Telomerase reverse transcriptase (TERT) promoter mutations that may affect telomerase activity have recently been described in human malignancies. The purpose of this study was to investigate the clinical correlates of TERT promoter abnormalities in a large cohort of patients with diverse cancers.
This study analyzed TERT promoter alterations and clinical characteristics of 423 consecutive patients for whom molecular testing by next-generation sequencing was performed between August 2014 and July 2015.
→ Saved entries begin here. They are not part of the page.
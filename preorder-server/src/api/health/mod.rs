//! Health API Module

use axum::{Json, Router, routing::get};
use serde_json::{Value, json};

use crate::core::ServerState;

pub fn router() -> Router<ServerState> {
    Router::new().route("/api/health", get(health))
}

/// GET /api/health - liveness probe
async fn health() -> Json<Value> {
    Json(json!({ "status": "ok" }))
}
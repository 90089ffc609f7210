//! Shared server state

use sqlx::SqlitePool;

use crate::core::Config;
use crate::db::DbService;
use crate::utils::AppError;

/// Server state handed to every request handler.
///
/// Cloning is cheap: the pool is an `Arc` internally and the config is
/// small and immutable. The pool is injected here at construction rather
/// than accessed as ambient global state, so tests can supply their own.
#[derive(Clone, Debug)]
pub struct ServerState {
    /// Server configuration
    pub config: Config,
    /// SQLite connection pool
    pub pool: SqlitePool,
}

impl ServerState {
    pub fn new(config: Config, pool: SqlitePool) -> Self {
        Self { config, pool }
    }

    /// Open the database under `config.work_dir` and run migrations.
    pub async fn initialize(config: &Config) -> Result<Self, AppError> {
        std::fs::create_dir_all(&config.work_dir).map_err(|e| {
            AppError::internal(format!(
                "Failed to create work dir {}: {e}",
                config.work_dir
            ))
        })?;

        let db = DbService::new(
            &config.db_path().to_string_lossy(),
            config.db_max_connections,
            config.db_acquire_timeout_ms,
        )
        .await?;

        Ok(Self::new(config.clone(), db.pool))
    }
}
Of the 423 patients, 61 (14.4%) had TERT promoter mutations, and this placed TERT promoter alterations among the most prevalent aberrations after tumor protein 53 (TP53; 39%) and KRAS and cyclin-dependent kinase inhibitor 2A/B (CDKN2A/B) alterations (15% each) in this population. TERT promoter alterations were more frequent in men (P = .031) and were associated with brain cancers (P = .001), skin cancers/melanoma (P = .001), and a higher number of aberrations (P = .0001). A co-alteration analysis found that TERT promoter alterations were significantly correlated with CDKN2A/B (P = .001) and BRAF abnormalities (P = .0003). Patients harboring TERT promoter alterations or TP53 or CDKN2A/B alterations and those with 4 or more alterations demonstrated shorter survival (hazard ratio for normal TERT promoters vs aberrant ones, 0.44; P = .017). However, only a higher number of alterations remained significant in the multivariate analysis.
Overall, TERT promoter alterations were among the most prevalent aberrations in this population, with very high rates in brain cancers (48% of patients) and melanomas (56% of patients). These aberrations frequently coexist with a high number of other aberrations, with the latter feature also significantly associated with poorer overall survival. Therapeutic options for targeting tumors with TERT promoter mutations are currently limited, although a variety of novel approaches are under development. Cancer 2018;124:1288-96. © 2017 American Cancer Society.
端粒酶逆转录酶(TERT)启动子突变可能影响端粒酶活性,最近在人类恶性肿瘤中已有描述。本研究的目的是在一个多样化癌症患者的大队列中研究 TERT 启动子异常的临床相关性。
本研究分析了 423 例连续患者的 TERT 启动子改变和临床特征,这些患者在 2014 年 8 月至 2015 年 7 月期间进行了下一代测序的分子检测。
在这 423 名患者中,有 61 名(14.4%)有 TERT 启动子突变,在该人群中,TERT 启动子改变是继肿瘤蛋白 53(TP53;39%)和 KRAS 以及细胞周期蛋白依赖性激酶抑制剂 2A/B(CDKN2A/B;15%)之后最常见的异常之一。TERT 启动子改变在男性中更为常见(P =.031),并且与脑癌(P =.001)、皮肤癌/黑色素瘤(P =.001)和更高数量的异常(P =.0001)相关。共同改变分析发现,TERT 启动子改变与 CDKN2A/B(P =.001)和 BRAF 异常(P =.0003)显著相关。携带 TERT 启动子改变或 TP53 或 CDKN2A/B 改变以及有 4 个或更多改变的患者生存时间更短(正常 TERT 启动子与异常 TERT 启动子的风险比为 0.44;P =.017)。然而,只有更多的改变在多变量分析中仍然显著。
总的来说,TERT 启动子改变是该人群中最常见的异常之一,脑癌(48%的患者)和黑色素瘤(56%的患者)的发生率非常高。这些异常经常与大量其他异常共存,后者也与总体生存较差显著相关。目前针对 TERT 启动子突变肿瘤的治疗选择有限,尽管有许多新的方法正在开发中。癌症 2018;124:1288-96。 © 2017 美国癌症协会。